1

I am trying to do a simple script that converts a CSV file to JSON. The issue I'm running into is it's returning extra characters before the csv Order column. I'm new to Python so sorry if I missed anything on the info below. My resources and script are:

CSV

Order,Business_Unit,Sold_To,Ship_To,Customer_PO,Quantity_Ordered,UoM,Item_Number,Extended_Price,P4210_Version
1,M30,4242,4242,Line1,5,EA,210,,ZJDE0001
2,M30,4242,4242,Line2,6,EA,TPL0001,10,ZJDE0001

Python Script

import csv, json

csvFilePath = "DemoExcel.csv"
jsonFilePath = "DemoJson.json"

#Read the CSV and add the data to a dictionary...

data = {}
with open(csvFilePath) as csvFile:
  csvReader = csv.DictReader(csvFile)
  for csvRow in csvReader:
    BusinessUnit = csvRow["Order"]
    data[BusinessUnit] = csvRow

#Write data to a JSON file...

with open(jsonFilePath, "w") as jsonFile:
  jsonFile.write(json.dumps(data, indent=4))

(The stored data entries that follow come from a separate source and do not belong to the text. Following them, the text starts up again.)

use clap::Parser;
use std::path::PathBuf;

pub const DEFAULT_SESSION_SECRET: &str = "default_secret";

/// Gateway configuration.
///
/// Every option can be given as a flag or through the environment; a `.env`
/// file is loaded before parsing.
#[derive(Debug, Clone, Parser)]
#[command(name = "login-gateway")]
#[command(about = "Login gateway that gates a profile page on an active tenant subscription")]
pub struct GatewayConfig {
    /// Application (client) id of the app registration.
    #[arg(long, env = "AZURE_CLIENT_ID")]
    pub client_id: String,

    /// Client secret of the app registration.
    #[arg(long, env = "AZURE_CLIENT_SECRET", hide_env_values = true)]
    pub client_secret: String,

    /// Tenant used to build the authority URL.
    #[arg(long, env = "AZURE_TENANT_ID")]
    pub tenant_id: String,

    #[arg(
        long,
        env = "AZURE_AUTHORITY_HOST",
        default_value = "https://login.microsoftonline.com"
    )]
    pub authority_host: String,

    /// Public base URL of the gateway, used for the OAuth redirect URI and
    /// as the post-logout destination.
    #[arg(long, env = "BASE_URL")]
    pub base_url: Option<String>,

    /// Key used to sign session cookies.
    #[arg(
        long,
        env = "SESSION_SECRET",
        default_value = DEFAULT_SESSION_SECRET,
        hide_env_values = true
    )]
    pub session_secret: String,

    /// Session lifetime in hours, at most one year.
    #[arg(
        long,
        env = "SESSION_TTL_HOURS",
        default_value_t = 24,
        value_parser = clap::value_parser!(i64).range(1..=8760)
    )]
    pub session_ttl_hours: i64,

    #[arg(long, env = "SESSION_COOKIE_NAME", default_value = "gateway.sid")]
    pub session_cookie_name: String,

    /// Mark the session cookie `Secure` (requires HTTPS).
    #[arg(long, env = "COOKIE_SECURE")]
    pub cookie_secure: bool,

    /// Azure SQL server host, e.g. my-saas-db.database.windows.net
    #[arg(long, env = "AZURE_SQL_SERVER")]
    pub sql_server: String,

    #[arg(long, env = "AZURE_SQL_DATABASE")]
    pub sql_database: String,

    #[arg(long, env = "AZURE_SQL_PORT", default_value_t = 1433)]
    pub sql_port: u16,

    /// Run `SELECT USER_NAME()` after every connect and log the result.
    #[arg(long, env = "SQL_LOG_IDENTITY")]
    pub sql_log_identity: bool,

    #[arg(long, env = "PORT", default_value_t = 3000)]
    pub port: u16,

    /// Use the Azure CLI credential instead of managed identity.
    #[arg(long, env = "IS_LOCAL")]
    pub is_local: bool,

    /// Client id of a user-assigned managed identity.
    #[arg(long, env = "MANAGED_IDENTITY_CLIENT_ID")]
    pub managed_identity_client_id: Option<String>,

    #[arg(long, env = "VIEWS_DIR", default_value = "views")]
    pub views_dir: PathBuf,

    #[arg(long, env = "PUBLIC_DIR", default_value = "public")]
    pub public_dir: PathBuf,
}

impl GatewayConfig {
    pub fn base_url(&self) -> String {
        match self.base_url.as_deref().map(str::trim) {
            Some(url) if !url.is_empty() => url.trim_end_matches('/').to_string(),
            _ => format!("http://localhost:{}", self.port),
        }
    }

    pub fn redirect_uri(&self) -> String {
        format!("{}/redirect", self.base_url())
    }

    pub fn authority(&self) -> String {
        format!(
            "{}/{}",
            self.authority_host.trim_end_matches('/'),
            self.tenant_id
        )
    }

    pub fn session_ttl(&self) -> chrono::Duration {
        chrono::Duration::hours(self.session_ttl_hours)
    }

    pub fn uses_default_session_secret(&self) -> bool {
        self.session_secret == DEFAULT_SESSION_SECRET
    }
}

#[cfg(test)]
pub(crate) fn test_config() -> GatewayConfig {
    GatewayConfig::try_parse_from([
        "login-gateway",
        "--client-id",
        "client-123",
        "--client-secret",
        "secret",
        "--tenant-id",
        "common",
        "--authority-host",
        "https://login.microsoftonline.com",
        "--base-url",
        "https://gateway.example.com/",
        "--session-secret",
        "test-secret-key-for-testing-only",
        "--sql-server",
        "db.example.net",
        "--sql-database",
        "saas",
        "--views-dir",
        concat!(env!("CARGO_MANIFEST_DIR"), "/../../views"),
        "--public-dir",
        concat!(env!("CARGO_MANIFEST_DIR"), "/../../public"),
    ])
    .expect("test config should parse")
}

At first it wasn't able to run it successfully. So I did a print(data) and saw the CSV is being read as:

{'1': OrderedDict([('Order', '1'), ('Business_Unit', 'M30'), ('Sold_To', '4242'), ('Ship_To', '4242'), ('Customer_PO', 'Line1'), ('Quantity_Ordered', '5'), ('UoM', 'EA'), ('Item_Number', '210'), ('Extended_Price', ''), ('P4210_Version', 'ZJDE0001')]), '2': OrderedDict([('Order', '2'), ('Business_Unit', 'M30'), ('Sold_To', '4242'), ('Ship_To', '4242'), ('Customer_PO', 'Line2'), ('Quantity_Ordered', '6'), ('UoM', 'EA'), ('Item_Number', 'TPL0001'), ('Extended_Price', '10'), ('P4210_Version', 'ZJDE0001')]), '3': OrderedDict([('Order', '3'), ('Business_Unit', '30'), ('Sold_To', '4242'), ('Ship_To', '4242'), ('Customer_PO', 'Bell Media'), ('Quantity_Ordered', '209'), ('UoM', 'EA'), ('Item_Number', '210'), ('Extended_Price', '23456'), ('P4210_Version', 'ZJDE0002')]), '4': OrderedDict([('Order', '4'), ('Business_Unit', '30'), ('Sold_To', '4242'), ('Ship_To', '4242'), ('Customer_PO', 'AT&T'), ('Quantity_Ordered', '3'), ('UoM', 'M'), ('Item_Number', '210'), ('Extended_Price', ''), ('P4210_Version', 'ZJDE0002')])}

I noticed Order was being shown as Order instead of Order. So I changed my python to include Order

import csv, json

csvFilePath = "DemoExcel.csv"
jsonFilePath = "DemoJson.json"

#Read the CSV and add the data to a dictionary...

data = {}
with open(csvFilePath) as csvFile:
  csvReader = csv.DictReader(csvFile)
  for csvRow in csvReader:
    Order = csvRow["Order"]
    data[Order] = csvRow

print(data)

#Write data to a JSON file...
#"w" argument is to indicate it's being written to...
with open(jsonFilePath, "w") as jsonFile:
  jsonFile.write(json.dumps(data, indent=4))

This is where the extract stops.